A brief history of Safe Drinking Water in the USA

Its been a long time since our Water was pure. Starting in the 1760s in England, when manufacturing became mechanized. Water, steam, wood, and coal powered machines forever changed a number of industries, and suddenly small towns became large cities as people flocked to factories to find work.

iPhones, self-driving cars, and designer clothing wouldn’t exist if not for the Industrial Revolution; historians use it as a time stamp for the transition between the early modern and modern periods.

As wealth increased nearly across the board, the economic standard of living rose dramatically along with the average life expectancy.

But the Industrial Revolution came at a cost to water quality and overall health.

The first piece of legislation to lay down federal regulation of water quality, the Federal Water Pollution Control Act, was passed by Congress in June, 1948. This act, known as the FWPCA , was ammended in 1956 to give the Federal government control over individual states’ consent where health is endangered, in 1965 The Water Quality Act set federal standards became the baseline for statewide water quality levels and in 1972 The Clean Water Act (CWA) which bestowed enforcement authority to the EPA and restructured water quality regulations, becoming the primary legislation governing water pollution in the country. 1)The Modern Environmental Movement – PBS.org

The Safe Drinking Water Act (SDWA), passed by Congress in 1974 to protect public health by regulating the nation’s public drinking water supply, is the main federal law that ensures the quality of Americans’ drinking water.

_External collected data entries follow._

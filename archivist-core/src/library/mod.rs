//! Caller-facing library operations.
//!
//! [`LibraryService`] routes every mutation through the disk sync engine
//! and the undo history, and owns the throttled refresh that recomputes
//! source counts.

pub mod rename;
pub mod service;

use archivist_model::{GeneralSettings, ImageRecord, LibrarySource};
use async_trait::async_trait;

pub use rename::RenamePattern;
pub use service::{LibraryService, SourceRemoval};

/// Something that can be asked to reload the library view.
#[async_trait]
pub trait RefreshSink: Send + Sync {
    async fn request_refresh(&self);
}

/// Result of a refresh: everything a view needs to render the library.
#[derive(Debug, Clone, Default)]
pub struct LibrarySnapshot {
    /// Newest first.
    pub images: Vec<ImageRecord>,
    /// Internal source first, each with a freshly computed count.
    pub sources: Vec<LibrarySource>,
    pub settings: GeneralSettings,
}

impl LibrarySnapshot {
    pub fn source(&self, id: &archivist_model::SourceId) -> Option<&LibrarySource> {
        self.sources.iter().find(|source| &source.id == id)
    }
}
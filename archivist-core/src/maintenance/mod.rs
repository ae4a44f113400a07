//! Background maintenance: hash backfill and metadata enrichment.
//!
//! Both loops work in small batches and sleep between them so a large
//! library never ties up the runtime for long.

pub mod colors;
pub mod enrich;
pub mod hashes;
pub mod metadata;

use std::fmt;
use std::sync::Arc;

use tokio::task::JoinHandle;
use tracing::{info, warn};

pub use colors::{FALLBACK_COLOR, dominant_colors, dominant_colors_or_fallback};
pub use enrich::{Enrichment, enrich_record};
pub use hashes::HashBackfill;
pub use metadata::MetadataEnrichment;

use crate::config::MaintenanceConfig;
use crate::library::RefreshSink;

/// What one `run_batch` call did.
#[derive(Debug, Clone, Copy, Default, PartialEq, Eq)]
pub struct BatchOutcome {
    pub processed: usize,
    pub updated: usize,
    /// Candidates left for later batches.
    pub remaining: usize,
}

impl BatchOutcome {
    pub fn has_more(&self) -> bool {
        self.remaining > 0
    }
}

/// Running maintenance loops. Dropping the handle stops them.
pub struct MaintenanceHandle {
    tasks: Vec<JoinHandle<()>>,
}

impl fmt::Debug for MaintenanceHandle {
    fn fmt(&self, f: &mut fmt::Formatter<'_>) -> fmt::Result {
        f.debug_struct("MaintenanceHandle")
            .field("tasks", &self.tasks.len())
            .finish()
    }
}

impl MaintenanceHandle {
    pub fn stop(&mut self) {
        for task in self.tasks.drain(..) {
            task.abort();
        }
    }
}

impl Drop for MaintenanceHandle {
    fn drop(&mut self) {
        self.stop();
    }
}

/// Start the hash backfill and enrichment loops.
///
/// The hash loop comes back quickly while work remains and idles otherwise.
/// Enrichment runs on a fixed interval. Either loop asks for a library
/// refresh after a batch that changed records.
pub fn spawn_maintenance(
    hashes: Arc<HashBackfill>,
    metadata: Arc<MetadataEnrichment>,
    refresh: Arc<dyn RefreshSink>,
    config: MaintenanceConfig,
) -> MaintenanceHandle {
    let hash_task = {
        let refresh = Arc::clone(&refresh);
        let config = config.clone();
        tokio::spawn(async move {
            tokio::time::sleep(config.initial_delay).await;
            loop {
                let delay = match hashes.run_batch().await {
                    Ok(outcome) => {
                        if outcome.updated > 0 {
                            refresh.request_refresh().await;
                        }
                        if outcome.has_more() {
                            config.hash_busy_delay
                        } else {
                            config.hash_idle_delay
                        }
                    }
                    Err(err) => {
                        warn!(error = %err, "hash backfill batch failed");
                        config.hash_idle_delay
                    }
                };
                tokio::time::sleep(delay).await;
            }
        })
    };

    let metadata_task = tokio::spawn(async move {
        tokio::time::sleep(config.initial_delay).await;
        loop {
            match metadata.run_batch().await {
                Ok(outcome) if outcome.updated > 0 => {
                    info!(updated = outcome.updated, remaining = outcome.remaining, "metadata enrichment batch");
                    refresh.request_refresh().await;
                }
                Ok(_) => {}
                Err(err) => warn!(error = %err, "metadata enrichment batch failed"),
            }
            tokio::time::sleep(config.metadata_interval).await;
        }
    });

    MaintenanceHandle {
        tasks: vec![hash_task, metadata_task],
    }
}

Under SDWA, Environmental Protection Agency (EPA) sets standards for drinking water quality and oversees the states, localities, and water suppliers who implement those standards.

In 1976 the Toxic Substances Control Act (TSCA), our nation’s main chemical safety law was passed, 62,000 chemicals were already in use. All of these chemicals were grandfathered by TSCA; that means they were simply presumed to be safe and EPA was given no mandate to determine whether they are actually safe. Even to require testing of these chemicals under TSCA, EPA must first provide evidence that the chemical may pose a risk, a toxic Catch-22.

In 2005, the Federal Energy Policy Act of 2005 contained a provision that has come to be known as the “Halliburton Loophole,” it exempts gas drilling and extraction from requirements in the Underground Injection Control (UIC) program of the SDWA.

Since 1976, 22,000 additional chemicals have been introduced and manufacturers have provided little or no information to the EPA regarding their potential health or environmental impacts. These chemicals are found in toys and other children’s products, cleaning and personal care items, furniture, electronics, food and beverage containers, building materials, fabrics, and car interiors.